The Identification of Significant Genes Related to Systemic Lupus Erythematosus through the Integration of the Results of a Transcriptome-Wide Association Study and an mRNA Expression Profile Analysis

Abstract Background Systemic lupus erythematosus (SLE) is a polygenic autoimmune connective tissue disease in which heritable components play an essential role in the pathogenesis. However, the correlation between genetic variants and pathological changes in SLE is still unclear, and it is difficult to provide insights for the early diagnosis and treatment of SLE. Methods We conducted a transcriptome-wide association study (TWAS) of SLE by integrating a genome−wide association study (GWAS) summary dataset of SLE (538 diagnosed patients and 213,145 controls derived from the FinnGen consortium). To verify the results of the TWAS analysis, the significant genes were further compared with the mRNA expression profiles of SLE to screen for common genes. Finally, significant genes were analyzed using functional enrichment and annotation analysis in Metascape to examine SLE-related gene sets.
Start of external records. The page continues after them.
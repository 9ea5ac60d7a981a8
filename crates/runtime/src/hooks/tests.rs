use std::cell::RefCell;

use pretty_assertions::assert_eq;

use super::*;
use crate::config::RuntimeConfig;
use crate::error::{Unwind, continue_hook_in_current_context, hook_abort};

type Log = Rc<RefCell<Vec<&'static str>>>;

fn log() -> Log {
	Rc::new(RefCell::new(Vec::new()))
}

fn record(log: &Log, label: &'static str) -> impl Fn(&mut Runtime) -> Flow + 'static {
	let log = log.clone();
	move |_| {
		log.borrow_mut().push(label);
		Ok(())
	}
}

fn ids(rt: &Runtime, point: HookPointId, band: Band) -> Vec<String> {
	rt.handlers(point, band).map(|entry| entry.tag.id.to_string()).collect()
}

fn after_b(_this: &HandlerTag, other: &HandlerTag) -> Order {
	if other.id == "b" { Order::After } else { Order::None }
}

fn before_a(_this: &HandlerTag, other: &HandlerTag) -> Order {
	if other.id == "a" { Order::Before } else { Order::None }
}

fn after_everyone(_this: &HandlerTag, _other: &HandlerTag) -> Order {
	Order::After
}

#[test]
fn test_define_hook_is_idempotent() {
	let mut rt = Runtime::new();
	let first = rt.define_hook("redisplay");
	let second = rt.define_hook("redisplay");

	assert_eq!(first, second);
	assert_eq!(rt.lookup_hook("redisplay"), Some(first));
	assert_eq!(rt.hook_name(first), "redisplay");
	assert_eq!(rt.lookup_hook(crate::runtime::SAVE_THE_WORLD), Some(rt.save_the_world()));
}

#[test]
fn test_bands_run_in_order() {
	let mut rt = Runtime::new();
	let point = rt.define_hook("p");
	let log = log();
	rt.add_hook(point, Band::After, HookEntry::new("after", record(&log, "after"))).unwrap();
	rt.add_hook(point, Band::Main, HookEntry::new("main", record(&log, "main"))).unwrap();
	rt.add_hook(point, Band::Before, HookEntry::new("before", record(&log, "before"))).unwrap();

	assert_eq!(rt.invoke_hook(point), Ok(HookOutcome::Completed));
	assert_eq!(*log.borrow(), vec!["before", "main", "after"]);
}

#[test]
fn test_unconstrained_handlers_keep_insertion_order() {
	let mut rt = Runtime::new();
	let point = rt.define_hook("p");
	let log = log();
	for label in ["one", "two", "three"] {
		rt.add_hook(point, Band::Main, HookEntry::new(label, record(&log, label))).unwrap();
	}

	rt.invoke_hook(point).unwrap();
	assert_eq!(*log.borrow(), vec!["one", "two", "three"]);
}

#[test]
fn test_same_identity_replaces() {
	let mut rt = Runtime::new();
	let point = rt.define_hook("p");
	let obj = rt.new_object(None);
	let log = log();
	rt.add_hook(point, Band::Main, HookEntry::new("h", record(&log, "first"))).unwrap();
	rt.add_hook(point, Band::Main, HookEntry::new("h", record(&log, "bound")).bound(obj)).unwrap();
	rt.add_hook(point, Band::Main, HookEntry::new("h", record(&log, "second"))).unwrap();

	assert_eq!(rt.handlers(point, Band::Main).count(), 2);
	rt.invoke_hook(point).unwrap();
	assert_eq!(*log.borrow(), vec!["bound", "second"]);
}

#[test]
fn test_add_then_delete_restores_order() {
	let mut rt = Runtime::new();
	let point = rt.define_hook("p");
	let log = log();
	for label in ["a", "b", "c"] {
		rt.add_hook(point, Band::Main, HookEntry::new(label, record(&log, label))).unwrap();
	}
	let before = ids(&rt, point, Band::Main);

	rt.add_hook(
		point,
		Band::Main,
		HookEntry::new("early", record(&log, "early")).constraint(before_a),
	)
	.unwrap();
	assert_eq!(ids(&rt, point, Band::Main), vec!["early", "a", "b", "c"]);

	assert!(rt.delete_hook(point, Band::Main, "early", None));
	assert_eq!(ids(&rt, point, Band::Main), before);
	assert!(!rt.delete_hook(point, Band::Main, "early", None));
}

#[test]
fn test_delete_hooks_of_ignores_binding() {
	let mut rt = Runtime::new();
	let point = rt.define_hook("p");
	let first = rt.new_object(None);
	let second = rt.new_object(None);
	let log = log();
	rt.add_hook(point, Band::Main, HookEntry::new("h", record(&log, "1")).bound(first)).unwrap();
	rt.add_hook(point, Band::Main, HookEntry::new("h", record(&log, "2")).bound(second)).unwrap();
	rt.add_hook(point, Band::Main, HookEntry::new("keep", record(&log, "k"))).unwrap();

	assert_eq!(rt.delete_hooks_of(point, Band::Main, "h"), 2);
	assert_eq!(ids(&rt, point, Band::Main), vec!["keep"]);
}

#[test]
fn test_own_constraint_moves_handler() {
	let mut rt = Runtime::new();
	let point = rt.define_hook("p");
	let log = log();
	rt.add_hook(point, Band::Main, HookEntry::new("a", record(&log, "a")).constraint(after_b)).unwrap();
	rt.add_hook(point, Band::Main, HookEntry::new("b", record(&log, "b"))).unwrap();

	rt.invoke_hook(point).unwrap();
	assert_eq!(*log.borrow(), vec!["b", "a"]);
}

#[test]
fn test_inverse_verdict_of_later_handler() {
	let mut rt = Runtime::new();
	let point = rt.define_hook("p");
	let log = log();
	rt.add_hook(point, Band::Main, HookEntry::new("a", record(&log, "a"))).unwrap();
	rt.add_hook(point, Band::Main, HookEntry::new("x", record(&log, "x"))).unwrap();
	rt.add_hook(point, Band::Main, HookEntry::new("b", record(&log, "b")).constraint(before_a)).unwrap();

	rt.invoke_hook(point).unwrap();
	assert_eq!(*log.borrow(), vec!["b", "a", "x"]);
}

#[test]
fn test_contradiction_keeps_last_order() {
	let config = RuntimeConfig {
		max_sort_passes: 8,
		..RuntimeConfig::default()
	};
	let mut rt = Runtime::with_config(config);
	let point = rt.define_hook("p");
	let log = log();
	rt.add_hook(point, Band::Main, HookEntry::new("a", record(&log, "a")).constraint(after_everyone)).unwrap();
	rt.add_hook(point, Band::Main, HookEntry::new("b", record(&log, "b")).constraint(after_everyone)).unwrap();

	assert_eq!(rt.handlers(point, Band::Main).count(), 2);
	rt.invoke_hook(point).unwrap();
	assert_eq!(log.borrow().len(), 2);
}

#[test]
fn test_strict_contradiction_is_rejected() {
	let config = RuntimeConfig {
		max_sort_passes: 8,
		strict_constraints: true,
		..RuntimeConfig::default()
	};
	let mut rt = Runtime::with_config(config);
	let point = rt.define_hook("p");
	let log = log();
	rt.add_hook(point, Band::Main, HookEntry::new("a", record(&log, "a")).constraint(after_everyone)).unwrap();

	let err = rt
		.add_hook(point, Band::Main, HookEntry::new("b", record(&log, "b")).constraint(after_everyone))
		.unwrap_err();
	assert!(matches!(
		err,
		Unwind::Fault(RuntimeError::ConstraintContradiction { passes: 8, .. })
	));
	assert_eq!(ids(&rt, point, Band::Main), vec!["a"]);
}

#[test]
fn test_closed_gate_skips_handler() {
	let mut rt = Runtime::new();
	let enabled = rt.define("enabled", false);
	let point = rt.define_hook("p");
	let log = log();
	rt.add_hook(point, Band::Main, HookEntry::new("gated", record(&log, "gated")).when(enabled)).unwrap();
	rt.add_hook(point, Band::Main, HookEntry::new("open", record(&log, "open"))).unwrap();

	rt.invoke_hook(point).unwrap();
	assert_eq!(*log.borrow(), vec!["open"]);

	rt.set(enabled, true);
	rt.invoke_hook(point).unwrap();
	assert_eq!(*log.borrow(), vec!["open", "gated", "open"]);
}

#[test]
fn test_bound_handler_runs_in_object_context() {
	let mut rt = Runtime::new();
	let name = rt.define("name", 0u32);
	let obj = rt.new_object(None);
	rt.implant(obj, name);
	rt.set_in(obj, name, 7);
	let point = rt.define_hook("p");
	let seen = Rc::new(RefCell::new(None));

	let sink = seen.clone();
	let handler = move |rt: &mut Runtime| {
		*sink.borrow_mut() = Some((rt.current(), rt.get(name)));
		Ok(())
	};
	rt.add_hook(point, Band::Main, HookEntry::new("read", handler).bound(obj)).unwrap();

	rt.invoke_hook(point).unwrap();
	assert_eq!(*seen.borrow(), Some((Some(obj), 7)));
	assert_eq!(rt.depth(), 0);
}

#[test]
fn test_abort_skips_remaining_handlers_and_restores_depth() {
	let mut rt = Runtime::new();
	let point = rt.define_hook("p");
	let log = log();
	let sink = log.clone();
	rt.add_hook(
		point,
		Band::Before,
		HookEntry::new("stop", move |rt: &mut Runtime| {
			sink.borrow_mut().push("stop");
			let scratch = rt.new_object(None);
			rt.eviscerate(scratch);
			rt.eviscerate(scratch);
			Err(hook_abort())
		}),
	)
	.unwrap();
	rt.add_hook(point, Band::Main, HookEntry::new("never", record(&log, "never"))).unwrap();

	let outer = rt.new_object(None);
	rt.eviscerate(outer);
	assert_eq!(rt.invoke_hook(point), Ok(HookOutcome::Aborted));
	assert_eq!(*log.borrow(), vec!["stop"]);
	assert_eq!(rt.context(), &[outer]);
}

#[test]
fn test_continue_ends_only_current_handler() {
	let mut rt = Runtime::new();
	let point = rt.define_hook("p");
	let log = log();
	let sink = log.clone();
	rt.add_hook(
		point,
		Band::Main,
		HookEntry::new("skip", move |rt: &mut Runtime| {
			let scratch = rt.new_object(None);
			rt.eviscerate(scratch);
			if rt.depth() > 0 {
				return Err(continue_hook_in_current_context());
			}
			sink.borrow_mut().push("unreachable");
			Ok(())
		}),
	)
	.unwrap();
	rt.add_hook(point, Band::Main, HookEntry::new("next", record(&log, "next"))).unwrap();

	assert_eq!(rt.invoke_hook(point), Ok(HookOutcome::Completed));
	assert_eq!(*log.borrow(), vec!["next"]);
	assert_eq!(rt.depth(), 0);
}

#[test]
fn test_abort_stops_only_innermost_invocation() {
	let mut rt = Runtime::new();
	let inner = rt.define_hook("inner");
	let outer = rt.define_hook("outer");
	let log = log();
	rt.add_hook(inner, Band::Main, HookEntry::new("abort", |_: &mut Runtime| Err(Unwind::Abort))).unwrap();
	rt.add_hook(inner, Band::After, HookEntry::new("skipped", record(&log, "skipped"))).unwrap();
	rt.add_hook(
		outer,
		Band::Main,
		HookEntry::new("call-inner", move |rt: &mut Runtime| rt.invoke_hook(inner).map(drop)),
	)
	.unwrap();
	rt.add_hook(outer, Band::After, HookEntry::new("done", record(&log, "done"))).unwrap();

	assert_eq!(rt.invoke_hook(outer), Ok(HookOutcome::Completed));
	assert_eq!(*log.borrow(), vec!["done"]);
}

#[test]
fn test_handlers_added_during_invocation_wait_for_next_run() {
	let mut rt = Runtime::new();
	let point = rt.define_hook("p");
	let log = log();
	let sink = log.clone();
	rt.add_hook(
		point,
		Band::Main,
		HookEntry::new("installer", move |rt: &mut Runtime| {
			let late = record(&sink, "late");
			rt.add_hook(point, Band::Main, HookEntry::new("late", late))
		}),
	)
	.unwrap();

	rt.invoke_hook(point).unwrap();
	assert!(log.borrow().is_empty());
	rt.invoke_hook(point).unwrap();
	assert_eq!(*log.borrow(), vec!["late"]);
}

#[test]
fn test_invoke_named_unknown_faults() {
	let mut rt = Runtime::new();
	let err = rt.invoke_named("missing").unwrap_err();
	assert!(matches!(err, Unwind::Fault(RuntimeError::UnknownName { kind: "hook point", .. })));
}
Results The TWAS identified 30 genes with PTWAS−adjusted values < 1.33×10− 6 (0.05/37665 = 1.33×10− 6), including HCP5 (PTWAS =8.74×10− 15) and APOM (PTWAS = 4.57×10− 12). Four common genes were identified through the comparison of the TWAS results with the differentially expressed genes (DEGs) of SLE, including APOM (PTWAS = 4.57×10− 12, PDEG = 3.31×10− 02) and C2 (PTWAS = 8.04×10− 11, PDEG = 1.54×10− 02). Moreover, 36 terms were detected for the enrichment results of the TWAS, including antigen processing and presentation (logP value = -4.1938). By integrating the pathway and process enrichment analysis results of DEGs, 17 terms were identified, including allograft rejection (logP value = -7.5738). Conclusion The study identified a group of SLE-related genes and pathways, and the findings provide novel insights for the early diagnosis and intervention of SLE.